Aquelas pessoas que apenas creem são como as folhas ao vento e pequenos corpos nas ondas do mar. Podem cair em lugar agradável, mas quase sempre o que lhes reserva é dor e sofrimento. Não é por acaso que a maior parte dos que sofrem são os que têm poucos saberes, pouca episteme. E ter saber não é e jamais será ter anos e anos de escola. É, simplesmente, usar a sua capacidade de compreender as coisas, encontrar lógica e razão no comportamento da realidade. Há iletrados sábios e letrados estúpidos.
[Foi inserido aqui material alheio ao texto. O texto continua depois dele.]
//! Decoding canonical schedule text into a `WeeklySchedule`.
//!
//! Each line is `"<CODE> : <hours>"`. The closed-marker is decoded here, once,
//! into `DaySchedule::Closed`; nothing downstream looks at the text again.

use regex::Regex;
use std::sync::LazyLock;

use crate::model::{ScheduleIssue, TimeOfDay, TimeRange, WeekdayCode};
use crate::schedule::text::fold;

static RANGE_PATTERN: LazyLock<Regex> = LazyLock::new(|| {
    Regex::new(r"\b(\d{2}):(\d{2})\s*-\s*(\d{2}):(\d{2})\b").expect("range pattern is valid")
});

// Matched against folded text, so "Fermé", "FERMEE" and "fermée" all hit.
static CLOSED_PATTERN: LazyLock<Regex> = LazyLock::new(|| {
    Regex::new(r"\b(ferme|fermee|closed)\b").expect("closed pattern is valid")
});

// ---------------------------------------------------------------------------
// Decoded schedule
// ---------------------------------------------------------------------------

/// One weekday's hours after decoding.
#[derive(Debug, Clone, PartialEq, Eq)]
pub enum DaySchedule {
    /// No line for this day in the source text.
    Missing,
    /// Closed-marked, or a line with no usable range.
    Closed,
    /// Merged ranges: non-empty, sorted, non-overlapping.
    Open(Vec<TimeRange>),
}

impl DaySchedule {
    pub fn is_open(&self) -> bool {
        matches!(self, DaySchedule::Open(_))
    }
}

/// Exactly one `DaySchedule` per weekday, indexed from Sunday.
#[derive(Debug, Clone, PartialEq, Eq)]
pub struct WeeklySchedule {
    days: [DaySchedule; 7],
    issues: Vec<ScheduleIssue>,
}

impl WeeklySchedule {
    /// Decodes canonical schedule text. Never fails; problems are recorded
    /// as `ScheduleIssue`s and the affected days fall back to missing/closed.
    pub fn decode(text: &str) -> WeeklySchedule {
        let mut days: [DaySchedule; 7] = std::array::from_fn(|_| DaySchedule::Missing);
        let mut issues = Vec::new();

        if text.trim().is_empty() {
            issues.push(ScheduleIssue::ScheduleUnavailable);
            return WeeklySchedule { days, issues };
        }

        for day in WeekdayCode::ALL {
            let Some(hours) = find_line(text, day) else {
                issues.push(ScheduleIssue::MissingDayLine(day));
                continue;
            };

            days[day.index()] = if is_closed_marked(hours) {
                DaySchedule::Closed
            } else {
                let ranges = merge_ranges(extract_ranges(hours));
                if ranges.is_empty() {
                    issues.push(ScheduleIssue::UnparsableRange {
                        day,
                        line: hours.trim().to_string(),
                    });
                    DaySchedule::Closed
                } else {
                    DaySchedule::Open(ranges)
                }
            };
        }

        WeeklySchedule { days, issues }
    }

    pub fn day(&self, day: WeekdayCode) -> &DaySchedule {
        &self.days[day.index()]
    }

    pub fn issues(&self) -> &[ScheduleIssue] {
        &self.issues
    }

    /// True when no weekday has a line at all.
    pub fn is_unavailable(&self) -> bool {
        self.days.iter().all(|d| *d == DaySchedule::Missing)
    }
}

// ---------------------------------------------------------------------------
// Line-level helpers
// ---------------------------------------------------------------------------

/// Returns the hours part of the first line whose prefix is `day`'s code.
pub fn find_line(text: &str, day: WeekdayCode) -> Option<&str> {
    text.lines().find_map(|line| {
        let (prefix, hours) = split_line(line)?;
        (prefix == day).then_some(hours)
    })
}

/// Splits `"LU : 08:00-12:00"` into `(Monday, " 08:00-12:00")`. The prefix is
/// everything before the first colon.
pub fn split_line(line: &str) -> Option<(WeekdayCode, &str)> {
    let (prefix, hours) = line.split_once(':')?;
    let day = WeekdayCode::from_code(prefix)?;
    Some((day, hours))
}

/// Accent- and case-insensitive closed-marker detection.
pub fn is_closed_marked(hours: &str) -> bool {
    CLOSED_PATTERN.is_match(&fold(hours))
}

/// Every valid `HH:MM-HH:MM` in `hours`, in source order. Tokens with an
/// hour above 23, a minute above 59, or `start >= end` are skipped.
pub fn extract_ranges(hours: &str) -> Vec<TimeRange> {
    RANGE_PATTERN
        .captures_iter(hours)
        .filter_map(|caps| {
            let n = |i: usize| caps.get(i)?.as_str().parse::<u16>().ok();
            let start = TimeOfDay::from_hm(n(1)?, n(2)?)?;
            let end = TimeOfDay::from_hm(n(3)?, n(4)?)?;
            TimeRange::new(start, end)
        })
        .collect()
}

/// Sorts by start and merges overlapping or touching ranges, so
/// `07:45-11:30/11:30-15:30` becomes one `07:45-15:30` interval.
pub fn merge_ranges(mut ranges: Vec<TimeRange>) -> Vec<TimeRange> {
    ranges.sort_by_key(|r| r.start);

    let mut merged: Vec<TimeRange> = Vec::with_capacity(ranges.len());
    for range in ranges {
        match merged.last_mut() {
            Some(current) if range.start <= current.end => {
                current.end = current.end.max(range.end);
            }
            _ => merged.push(range),
        }
    }
    merged
}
Os sábios não se deixam conduzir pelas frases bonitas dos outros, e muito menos concordam com baboseiras só porque foi alguém famoso que disse. Respeitosos, eles ouvem a todos com carinho e atenção, mas tudo submetem ao crivo da razão. Não é porque todo mundo está gritando "Viva o SUS" que ele vai gritar também. Ele vai constatar, por exemplo, que praticamente todo mundo que está gritando isso ficou calado quando o SUS estava sendo desmontado. Ele vai perceber que todo comportamento de crença cega é irracional e gera mais sofrimentos.

Um deles certo dia viu um grupo de pessoas que se consideravam antifascistas gritarem brados a um grupo minoritário. Alguns pedestres que assistiam à manifestação se uniram aos manifestantes. O sábio apenas assistiu, sem desrespeito àquilo tudo. Viu que aquelas pessoas faziam exatamente o que acusavam, inclusive com o punho direito erguido acima da cabeça. É isso o que acontece a todos os que apenas creem: se tornam escravos de seus instintos mais primitivos.